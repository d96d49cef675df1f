//! Audit trail vocabulary for public-dashboard lifecycle mutations.

use serde::{Deserialize, Serialize};

use crate::types::DbId;

// ---------------------------------------------------------------------------
// Vocabulary
// ---------------------------------------------------------------------------

/// Audit actions.
pub mod action_types {
    pub const CREATE: &str = "create";
    pub const UPDATE: &str = "update";
    pub const DELETE: &str = "delete";
}

/// Event families used for retention grouping.
pub mod event_types {
    pub const MUTATION: &str = "mutation";
    pub const ACCESS: &str = "access";
}

/// Map an action to its event family. Unknown actions count as access.
pub fn action_to_event_type(action: &str) -> &'static str {
    match action {
        action_types::CREATE | action_types::UPDATE | action_types::DELETE => event_types::MUTATION,
        _ => event_types::ACCESS,
    }
}

// ---------------------------------------------------------------------------
// Entry
// ---------------------------------------------------------------------------

/// Audit record of one successful mutation.
#[derive(Debug, Clone, PartialEq, Serialize, Deserialize)]
pub struct AuditEntry {
    pub actor_id: DbId,
    pub action: String,
    pub entity_type: String,
    pub target_id: String,
    /// Raw request input, redacted.
    pub input: serde_json::Value,
    /// Human-readable summary, e.g. `creates public dashboard "x"`.
    pub message: String,
}

impl AuditEntry {
    pub fn new(
        actor_id: DbId,
        action: &str,
        entity_type: &str,
        target_id: impl ToString,
        input: &serde_json::Value,
        message: impl Into<String>,
    ) -> Self {
        Self {
            actor_id,
            action: action.to_string(),
            entity_type: entity_type.to_string(),
            target_id: target_id.to_string(),
            input: redact_sensitive_fields(input),
            message: message.into(),
        }
    }

    pub fn event_type(&self) -> &'static str {
        action_to_event_type(&self.action)
    }
}

// ---------------------------------------------------------------------------
// Redaction
// ---------------------------------------------------------------------------

/// Key fragments whose values never reach the audit store.
pub const SENSITIVE_FIELDS: &[&str] = &[
    "password",
    "token",
    "secret",
    "api_key",
    "private_key",
    "authorization",
    "credential",
];

const REDACTED: &str = "[REDACTED]";

/// Recursively replace values of sensitive keys with `"[REDACTED]"`.
pub fn redact_sensitive_fields(value: &serde_json::Value) -> serde_json::Value {
    use serde_json::Value;

    match value {
        Value::Object(map) => Value::Object(
            map.iter()
                .map(|(key, val)| {
                    let lower = key.to_lowercase();
                    let redacted = if SENSITIVE_FIELDS.iter().any(|f| lower.contains(f)) {
                        Value::String(REDACTED.to_string())
                    } else {
                        redact_sensitive_fields(val)
                    };
                    (key.clone(), redacted)
                })
                .collect(),
        ),
        Value::Array(items) => Value::Array(items.iter().map(redact_sensitive_fields).collect()),
        other => other.clone(),
    }
}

__________

Exercise aim - Copy out, from the data above, every line holding the word "AuditEntry".

Answer to this problem -
pub struct AuditEntry {
impl AuditEntry {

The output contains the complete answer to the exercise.